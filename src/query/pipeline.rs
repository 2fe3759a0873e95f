//! Compilation pipeline: the fixed sequence of rewriting passes taking a
//! raw query model to its executable form.
//!
//! Pass order is load-bearing. Captured queryables are inlined first so
//! later passes see their navigations. Entity equality runs on the raw
//! tree, before navigation rewriting turns member paths into joins, so it
//! still sees navigation shapes. Correlated collection extraction needs
//! the subqueries the navigation pass stamped. Normalization and
//! parameter extraction come last, over a tree no pass will touch again.

use std::collections::HashSet;

use tracing::{debug, debug_span};

use crate::model::Model;
use crate::query::correlation::{CorrelatedCollection, CorrelationExtractor};
use crate::query::diagnostics::{Diagnostic, Diagnostics};
use crate::query::equality::EqualityRewriter;
use crate::query::errors::{CompileError, CompileResult};
use crate::query::navigation::NavigationRewriter;
use crate::query::normalize::normalize;
use crate::query::params::{self, ParameterBag};
use crate::query::scope::ScopeMap;
use crate::query::tree::QueryModel;
use crate::query::visit::{source_refs_query, Rewriter};
use crate::types::SourceIdGen;

/// Fully rewritten query plus everything the execution layer needs.
#[derive(Debug)]
pub struct CompiledQuery {
    /// The rewritten, normalized, parameterized tree.
    pub query: QueryModel,
    /// Parameters extracted from captured values.
    pub parameters: ParameterBag,
    /// Correlated collection registrations, in placeholder order.
    pub correlations: Vec<CorrelatedCollection>,
    /// Non-fatal warnings raised while rewriting.
    pub diagnostics: Vec<Diagnostic>,
    /// Structural cache key, computed before collection lifting moves
    /// subtrees into registrations and before parameter extraction.
    pub shape_hash: u64,
}

/// Entry point driving the rewriting passes over one query.
pub struct QueryCompiler<'a> {
    model: &'a Model,
    tracking: bool,
}

impl<'a> QueryCompiler<'a> {
    /// Creates a compiler over `model`. Compilations track entities by
    /// default; see [`QueryCompiler::tracking`].
    pub fn new(model: &'a Model) -> Self {
        Self {
            model,
            tracking: true,
        }
    }

    /// Sets whether materialized entities participate in change tracking.
    /// The flag is stamped onto every correlated collection registration.
    pub fn tracking(mut self, tracking: bool) -> Self {
        self.tracking = tracking;
        self
    }

    /// Runs the full pipeline over `query`.
    pub fn compile(&self, query: QueryModel) -> CompileResult<CompiledQuery> {
        let span = debug_span!("compile_query");
        let _guard = span.enter();

        let mut ids = SourceIdGen::new();
        for id in query.declared_sources() {
            ids.reserve(id);
        }

        let query = params::inline_queryables(query, &mut ids)?;

        let declared = query.declared_sources();
        let mut refs = HashSet::new();
        source_refs_query(&query, &mut refs);
        if let Some(dangling) = refs.difference(&declared).min() {
            return Err(CompileError::UnboundSource { id: dangling.0 });
        }

        let mut scope = ScopeMap::collect(&query, self.model);
        let mut diagnostics = Diagnostics::new();

        let query = EqualityRewriter::new(self.model, &scope, &mut diagnostics)
            .rewrite_query(query)?;
        debug!("entity equality rewritten");

        let query =
            NavigationRewriter::new(self.model, &mut scope, &mut ids).rewrite(query)?;
        debug!("navigations rewritten");

        // The cache key covers the whole tree, so it is taken before
        // collection lifting moves subtrees out into registrations.
        let shape_hash = query.shape_hash();
        debug!(shape_hash, "shape hashed");

        let (query, correlations) =
            CorrelationExtractor::new(self.model, &mut scope, &mut ids, self.tracking)
                .extract(query)?;
        debug!(lifted = correlations.len(), "correlated collections extracted");

        let query = normalize(query)?;
        debug!("normalized");

        let (query, mut parameters) = params::extract(query)?;
        let mut registrations = Vec::with_capacity(correlations.len());
        for mut reg in correlations {
            reg.query = normalize(reg.query)?;
            let (batched, window) =
                params::extract_registration(reg.query, reg.window, &mut parameters)?;
            reg.query = batched;
            reg.window = window;
            registrations.push(reg);
        }
        debug!(parameters = parameters.len(), "parameters extracted");

        Ok(CompiledQuery {
            query,
            parameters,
            correlations: registrations,
            diagnostics: diagnostics.into_items(),
            shape_hash,
        })
    }
}

#[cfg(test)]
mod tests {
    use super::*;
    use crate::query::expr::Expr;
    use crate::query::params::ParameterValue;
    use crate::query::tree::BodyClause;
    use crate::query::value::{ExternalValue, Value};
    use crate::types::{SourceId, SourceIdGen};

    fn model() -> Model {
        Model::builder()
            .entity("Customer", |e| {
                e.property("Id").property("Name").primary_key(["Id"])
            })
            .entity("Order", |e| {
                e.property("Id")
                    .property("Total")
                    .nullable_property("CustomerId")
                    .primary_key(["Id"])
            })
            .relation("Order", "Customer", |r| {
                r.foreign_key(["CustomerId"])
                    .optional()
                    .dependent_nav("Customer")
                    .principal_nav("Orders")
            })
            .build()
            .expect("model builds")
    }

    #[test]
    fn compiles_navigation_filter_with_capture() {
        let model = model();
        let orders = model.entity_by_name("Order").expect("Order").id;
        let mut ids = SourceIdGen::new();
        let root = ids.fresh();
        let query = QueryModel::from_entity(root, orders).with_where(Expr::and(
            Expr::eq(
                Expr::property(
                    Expr::property(Expr::Source(root), "Customer"),
                    "Name",
                ),
                Expr::External(ExternalValue::scalar("name", "acme")),
            ),
            Expr::eq(
                Expr::property(Expr::Source(root), "Total"),
                Expr::External(ExternalValue::scalar("total", 10i64)),
            ),
        ));

        let compiled = QueryCompiler::new(&model)
            .compile(query)
            .expect("compiles");

        // The navigation became a join ahead of the filter.
        assert!(matches!(compiled.query.body[0], BodyClause::GroupJoin(_)));
        assert!(matches!(compiled.query.body[1], BodyClause::Flatten(_)));
        assert_eq!(
            compiled.parameters.get("__name_0"),
            Some(&ParameterValue::Scalar(Value::String("acme".into())))
        );
        assert_eq!(
            compiled.parameters.get("__total_1"),
            Some(&ParameterValue::Scalar(Value::Int(10)))
        );
        assert!(compiled.correlations.is_empty());
        assert!(compiled.diagnostics.is_empty());
    }

    #[test]
    fn dangling_source_reference_is_rejected() {
        let model = model();
        let orders = model.entity_by_name("Order").expect("Order").id;
        let mut ids = SourceIdGen::new();
        let root = ids.fresh();
        let query = QueryModel::from_entity(root, orders).with_where(Expr::eq(
            Expr::property(Expr::Source(SourceId(99)), "Total"),
            Expr::null(),
        ));

        let err = QueryCompiler::new(&model)
            .compile(query)
            .expect_err("dangling source rejected");
        assert_eq!(err.code(), "UnboundSource");
        assert!(matches!(err, CompileError::UnboundSource { id: 99 }));
    }

    #[test]
    fn shape_hash_is_stable_across_captured_payloads() {
        let model = model();
        let orders = model.entity_by_name("Order").expect("Order").id;
        let build = |total: i64| {
            let mut ids = SourceIdGen::new();
            let root = ids.fresh();
            QueryModel::from_entity(root, orders).with_where(Expr::eq(
                Expr::property(Expr::Source(root), "Total"),
                Expr::External(ExternalValue::scalar("total", total)),
            ))
        };
        let a = QueryCompiler::new(&model).compile(build(1)).expect("compiles");
        let b = QueryCompiler::new(&model).compile(build(2)).expect("compiles");
        assert_eq!(a.shape_hash, b.shape_hash);
    }

    #[test]
    fn tracking_flag_reaches_registrations() {
        let model = model();
        let customers = model.entity_by_name("Customer").expect("Customer").id;
        let mut ids = SourceIdGen::new();
        let root = ids.fresh();
        let query = QueryModel::from_entity(root, customers).with_projection(
            Expr::property(Expr::Source(root), "Orders"),
        );

        let compiled = QueryCompiler::new(&model)
            .tracking(false)
            .compile(query)
            .expect("compiles");
        assert_eq!(compiled.correlations.len(), 1);
        assert!(!compiled.correlations[0].tracking);
        assert!(matches!(
            compiled.query.projection,
            Expr::CorrelatedCollection { index: 0, .. }
        ));
    }
}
· · · · · · ·
Go through the entries above, and wherever a line holds the word "HashSet", copy that line.

Response below:
use std::collections::HashSet;
        let mut refs = HashSet::new();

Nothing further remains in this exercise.